Quando soube, pela professora Carmem Petit, que ele estava internado e que sua morte se aproximava, era noite de sexta-feira, dia 12 de julho. Demorei a dormir, revendo um filme dos últimos 20 anos, história que começa nos corredores da Ala Kennedy e que tem seu plot twist quando Fernando me acolhe como um dos novos repórteres do Jornal da PUC, no dia 1º de setembro de 2006, iniciando muito mais que minha vida profissional. Foi no Comunicar que passei a conviver com Clarice, meu amor, mãe do meu filho. Foi lá que conheci um grupo de amigos que se mantém unido mesmo quando está distante. E Fernando… Acordei no dia seguinte e dirigi até o Hospital São Vicente de Paulo, na Tijuca. Não estava no horário de visita da unidade semi-intensiva, mas autorizaram minha entrada. Lilia, uma de suas três fiéis escudeiras, estava lá. Embora parecesse inconsciente, eu o sentia presente. São coisas que não se explicam. Quando segurei na sua mão, ele apertou a minha. Comentei no seu ouvido que João já completaria sete anos, que não tenho visto bons filmes recentemente, que estava com saudade dele. Coloquei Clair de Lune, de Debussy, para ele ouvir um pouco de boa música. Depois, algumas trilhas sonoras de filmes do Ford. Seu batimento cardíaco subiu de 55 para 75. Abracei-o. Agradeci por tudo. Beijei sua testa e, sem querer, fui embora. A pedido do médico de plantão, prometi que só ficaria dez minutos, por estar fora do horário de visita. Acabei ficando 50. Foi a conversa mais rápida que tivemos.

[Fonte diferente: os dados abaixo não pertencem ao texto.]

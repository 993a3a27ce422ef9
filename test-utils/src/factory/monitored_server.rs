//! Monitored server factory for creating test server entities.
//!
//! This module provides factory methods for creating monitored server entities with
//! sensible defaults, reducing boilerplate in tests. The factory supports
//! customization through a builder pattern.

use crate::factory::helpers::next_id;
use sea_orm::{ActiveModelTrait, ActiveValue, DatabaseConnection, DbErr};

/// Factory for creating test monitored servers with customizable fields.
///
/// Provides a builder pattern for creating monitored server entities with default
/// values that can be overridden as needed for specific test scenarios.
///
/// # Example
///
/// ```rust,ignore
/// use test_utils::factory::monitored_server::MonitoredServerFactory;
///
/// let server = MonitoredServerFactory::new(&db)
///     .guild_id("987654321")
///     .ip("mc.example.com:25565")
///     .is_default(true)
///     .build()
///     .await?;
/// ```
pub struct MonitoredServerFactory<'a> {
    db: &'a DatabaseConnection,
    guild_id: String,
    ip: String,
    nickname: Option<String>,
    platform: String,
    category_id: String,
    status_id: String,
    players_id: String,
    is_default: bool,
}

impl<'a> MonitoredServerFactory<'a> {
    /// Creates a new MonitoredServerFactory with default values.
    ///
    /// Defaults:
    /// - guild_id: auto-incremented numeric string
    /// - ip: `"10.0.0.{id}:25565"`
    /// - nickname: `None`
    /// - platform: `"java"`
    /// - category_id / status_id / players_id: distinct auto-generated snowflakes
    /// - is_default: `false`
    ///
    /// # Arguments
    /// - `db` - Database connection for inserting the entity
    ///
    /// # Returns
    /// - `MonitoredServerFactory` - New factory instance with defaults
    pub fn new(db: &'a DatabaseConnection) -> Self {
        let id = next_id();
        // Three distinct channel snowflakes per server, derived from the counter.
        let base = 100_000_000_000 + id * 10;
        Self {
            db,
            guild_id: id.to_string(),
            ip: format!("10.0.0.{}:25565", id),
            nickname: None,
            platform: "java".to_string(),
            category_id: base.to_string(),
            status_id: (base + 1).to_string(),
            players_id: (base + 2).to_string(),
            is_default: false,
        }
    }

    /// Sets the guild ID.
    pub fn guild_id(mut self, guild_id: &str) -> Self {
        self.guild_id = guild_id.to_string();
        self
    }

    /// Sets the server IP address.
    pub fn ip(mut self, ip: &str) -> Self {
        self.ip = ip.to_string();
        self
    }

    /// Sets the server nickname.
    pub fn nickname(mut self, nickname: Option<String>) -> Self {
        self.nickname = nickname;
        self
    }

    /// Sets the server platform (`"java"` or `"bedrock"`).
    pub fn platform(mut self, platform: &str) -> Self {
        self.platform = platform.to_string();
        self
    }

    /// Sets the category channel ID.
    pub fn category_id(mut self, category_id: &str) -> Self {
        self.category_id = category_id.to_string();
        self
    }

    /// Sets the status channel ID.
    pub fn status_id(mut self, status_id: &str) -> Self {
        self.status_id = status_id.to_string();
        self
    }

    /// Sets the players channel ID.
    pub fn players_id(mut self, players_id: &str) -> Self {
        self.players_id = players_id.to_string();
        self
    }

    /// Marks the server as the guild's default.
    pub fn is_default(mut self, is_default: bool) -> Self {
        self.is_default = is_default;
        self
    }

    /// Inserts the monitored server entity into the database.
    ///
    /// # Returns
    /// - `Ok(Model)` - The inserted entity model
    /// - `Err(DbErr)` - Database error during insert
    pub async fn build(self) -> Result<entity::monitored_server::Model, DbErr> {
        entity::monitored_server::ActiveModel {
            guild_id: ActiveValue::Set(self.guild_id),
            ip: ActiveValue::Set(self.ip),
            nickname: ActiveValue::Set(self.nickname),
            platform: ActiveValue::Set(self.platform),
            category_id: ActiveValue::Set(self.category_id),
            status_id: ActiveValue::Set(self.status_id),
            players_id: ActiveValue::Set(self.players_id),
            is_default: ActiveValue::Set(self.is_default),
            ..Default::default()
        }
        .insert(self.db)
        .await
    }
}

/// Creates a monitored server with default values for the given guild.
///
/// # Arguments
/// - `db` - Database connection
/// - `guild_id` - Discord guild ID as string
///
/// # Returns
/// - `Ok(Model)` - The inserted entity model
/// - `Err(DbErr)` - Database error during insert
pub async fn create_server(
    db: &DatabaseConnection,
    guild_id: &str,
) -> Result<entity::monitored_server::Model, DbErr> {
    MonitoredServerFactory::new(db).guild_id(guild_id).build().await
}
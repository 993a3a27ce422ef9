//! Business logic layer.
//!
//! Services orchestrate repositories and external collaborators. They decide how
//! far an operation proceeds after a failure and classify results into outcomes;
//! user-facing reporting stays in the command layer.

pub mod teardown;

Fernando morreu sete dias depois, em 20 de julho – curiosamente, o Dia do Amigo, como observou Adriana, sua filha e também uma das responsáveis pelo Comunicar ter se tornado uma escola de jornalismo dentro da graduação. No velório antes da cremação, na capela 7 do Memorial do Carmo, havia amigos com idades entre 6 anos, considerando meu João, e quase 90. Mara estava forte, mesmo sabendo que saudade é faca afiada. Bernardo, também professor e único filho que eu só conhecia de vista, e Alice, neta de Fernando, projetaram trechos de filmes de Fellini e, claro, Ford. A última cena foi a de encerramento de Rastros de Ódio, com o ator preferido do Fernando, John Wayne, afastando-se no velho oeste após seu personagem resgatar a sobrinha que fora raptada. A canção final, de Max Steiner, que faz referência ao título original (The Searchers), não poderia ser mais tocante para o momento: “Um homem irá procurar seu coração e alma / Irá procurar muito longe / Sim, paz de espírito ele sabe que vai encontrar / Mas onde, oh Senhor, onde? / Vá embora, vá embora, vá embora”.